Waiver of Immunity Arising From the Deprivation of a Statutory Right
{21} Appellant argues in the alternative that her injuries resulted from a deprivation of a statutory right. “Section 41–4–12 of the Tort Claims Act waives immunity when injury has resulted from a deprivation of any right secured by the statutory law of the United States or New Mexico ... if caused by a law enforcement officer.” Cal. First Bank , 1990–NMSC–106, ¶ 32, 111 N.M. 64, 801 P.2d 646 (internal quotation marks omitted). A plaintiff may bring a “direct claim for personal injury ... arising from a violation of a statutory right.” Weinstein , 1996–NMSC–021, ¶ 26, 121 N.M. 646, 916 P.2d 1313. Such personal injury need not arise from one of the torts enumerated in Section 41–4–12. See Weinstein , 1996–NMSC–021, ¶ 26, 121 N.M. 646, 916 P.2d 1313 (citing favorably the proposition that damages for emotional distress are recoverable under Section 41–4–12 if arising from a violation of a statutory right). NMSA 1978, Section 29–1–1 (1979), which requires that law enforcement officers “investigate all violations of the criminal laws of the state which are called to the attention of any such officer or of which he is aware,” is commonly invoked to demonstrate the deprivation of a statutory right and has been described by our Supreme Court as “designed to protect individual citizens from harm.” Weinstein , 1996–NMSC–021, ¶ 37, 121 N.M. 646, 916 P.2d 1313.

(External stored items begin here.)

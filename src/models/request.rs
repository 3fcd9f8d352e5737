//! Scheduling request model.

use serde::{Deserialize, Serialize};

use super::Task;

/// A batch of tasks to schedule once, atomically, within a horizon.
#[derive(Debug, Clone, PartialEq, Eq, Serialize, Deserialize)]
pub struct SchedulingRequest {
    /// Tasks to schedule. Order is not semantically significant.
    pub tasks: Vec<Task>,
    /// Latest time coordinate any schedule may use.
    pub horizon: i64,
}

/// Scheduling strategy, chosen by the caller.
#[derive(Debug, Clone, Copy, PartialEq, Eq, Hash, Default, Serialize, Deserialize)]
#[serde(rename_all = "snake_case")]
pub enum Strategy {
    /// Fast priority packing. Feasible, not necessarily optimal.
    #[default]
    Greedy,
    /// Exact makespan minimization through the constraint solver.
    Optimal,
}

impl SchedulingRequest {
    /// Creates a new request.
    pub fn new(tasks: Vec<Task>, horizon: i64) -> Self {
        Self { tasks, horizon }
    }

    /// Adds a task.
    pub fn with_task(mut self, task: Task) -> Self {
        self.tasks.push(task);
        self
    }

    /// Finds a task by ID.
    pub fn task(&self, id: i64) -> Option<&Task> {
        self.tasks.iter().find(|t| t.id == id)
    }

    /// Sum of all task durations, saturating at `i64::MAX`.
    pub fn total_duration(&self) -> i64 {
        self.tasks
            .iter()
            .fold(0i64, |acc, t| acc.saturating_add(t.duration))
    }

    /// Number of tasks.
    pub fn task_count(&self) -> usize {
        self.tasks.len()
    }
}

impl Strategy {
    /// Strategy name as used on the wire.
    pub fn name(&self) -> &'static str {
        match self {
            Self::Greedy => "greedy",
            Self::Optimal => "optimal",
        }
    }
}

{22} For example, in California First Bank, deputies observed an intoxicated individual, Harrison Shorty, fire several gun shots outside a bar in Gallup, New Mexico. 1990–NMSC–106, ¶ 3, 111 N.M. 64, 801 P.2d 646. Despite observing conduct in violation of New Mexico law, the deputies elected not to arrest Shorty. Id. Shorty subsequently left the bar and, while driving through a marked intersection, crossed the center line and collided with another vehicle, killing three people. Id. ¶ 4. Applying Section 29–1–1, our Supreme Court held that the deputies' failure “to apprehend Shorty or investigate the disturbance at [the] bar” proximately caused the injuries and constituted “a negligent violation of a right secured under New Mexico law[.]” Cal. First Bank , 1990–NMSC–106, ¶ 37, 111 N.M. 64, 801 P.2d 646. Since California First Bank, our appellate courts have applied Section 29–1–1 in this manner. See, e.g. , Blea , 1994–NMCA–008, ¶¶ 4–6, 19, 117 N.M. 217, 870 P.2d 755 (applying Section 29–1–1 in holding tort immunity to be waived when law enforcement officers detained but failed to arrest an “extremely intoxicated” driver who, later the same evening, caused a collision that killed a young woman); Weinstein , 1996–NMSC–021, ¶¶ 3, 38, 121 N.M. 646, 916 P.2d 1313 (applying Section 29–1–1 in holding tort immunity to be waived when law enforcement officers' failure to diligently file a criminal complaint resulted in the release of a rape suspect who subsequently raped the plaintiffs' daughter).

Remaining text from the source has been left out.